What the task asks
Every line below that mentions the word "RwLock" should be copied out.

Information given
// src/core/credentials.rs

//! The tenant credential store.
//!
//! Every session consults the store exactly once, right after the upstream accepts
//! its `AUTH`, to find out which logical database the tenant is pinned to. The store
//! holds one immutable snapshot behind an `Arc`. Reloads build a complete new
//! snapshot and swap the pointer, so a reader always sees one whole mapping.

use anyhow::{Context, Result, anyhow};
use parking_lot::RwLock;
use serde::{Deserialize, Serialize};
use std::collections::HashMap;
use std::sync::Arc;

/// Routing metadata for a single tenant secret.
#[derive(Serialize, Deserialize, Debug, Clone, PartialEq, Eq)]
pub struct CredentialEntry {
    /// The logical database index the tenant's upstream connection is pinned to.
    #[serde(rename = "dbIndex")]
    pub db_index: String,
}

/// One complete, immutable version of the credential mapping.
pub type CredentialSnapshot = HashMap<String, CredentialEntry>;

/// Process-wide holder of the active credential snapshot.
#[derive(Debug, Default)]
pub struct CredentialStore {
    snapshot: RwLock<Arc<CredentialSnapshot>>,
}

impl CredentialStore {
    pub fn new(initial: CredentialSnapshot) -> Self {
        Self {
            snapshot: RwLock::new(Arc::new(initial)),
        }
    }

    /// Resolves a client secret to the database index of its tenant.
    ///
    /// Secrets that are not valid UTF-8 can never be configured and are reported as
    /// unknown.
    pub fn lookup(&self, secret: &[u8]) -> Option<String> {
        let secret = std::str::from_utf8(secret).ok()?;
        self.current()
            .get(secret)
            .map(|entry| entry.db_index.clone())
    }

    /// Returns the active snapshot. The lock is held only long enough to clone the `Arc`.
    pub fn current(&self) -> Arc<CredentialSnapshot> {
        Arc::clone(&self.snapshot.read())
    }

    /// Publishes `next` as the active snapshot, replacing the previous one whole.
    pub fn replace(&self, next: CredentialSnapshot) {
        let next = Arc::new(next);
        let previous = std::mem::replace(&mut *self.snapshot.write(), next);
        // Dropped outside the write guard.
        drop(previous);
    }

    pub fn len(&self) -> usize {
        self.current().len()
    }

    pub fn is_empty(&self) -> bool {
        self.current().is_empty()
    }
}

/// Parses a credentials document of the form
/// `{"<secret>": {"dbIndex": "<n>"}, ...}` and validates every entry.
pub fn parse_credentials(contents: &str) -> Result<CredentialSnapshot> {
    let snapshot: CredentialSnapshot =
        serde_json::from_str(contents).context("Failed to parse credentials JSON")?;

    for (secret, entry) in &snapshot {
        if secret.is_empty() {
            return Err(anyhow!("credentials contain an empty secret"));
        }
        if entry.db_index.is_empty() || !entry.db_index.bytes().all(|b| b.is_ascii_digit()) {
            return Err(anyhow!(
                "invalid dbIndex '{}': must be a non-negative integer",
                entry.db_index
            ));
        }
    }
    Ok(snapshot)
}

/// Reads and validates a credentials file.
pub async fn load_credentials_file(path: &str) -> Result<CredentialSnapshot> {
    let contents = tokio::fs::read_to_string(path)
        .await
        .with_context(|| format!("Failed to read credentials file at '{path}'"))?;
    parse_credentials(&contents).with_context(|| format!("Invalid credentials file '{path}'"))
}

Output below
use parking_lot::RwLock;
    snapshot: RwLock<Arc<CredentialSnapshot>>,
            snapshot: RwLock::new(Arc::new(initial)),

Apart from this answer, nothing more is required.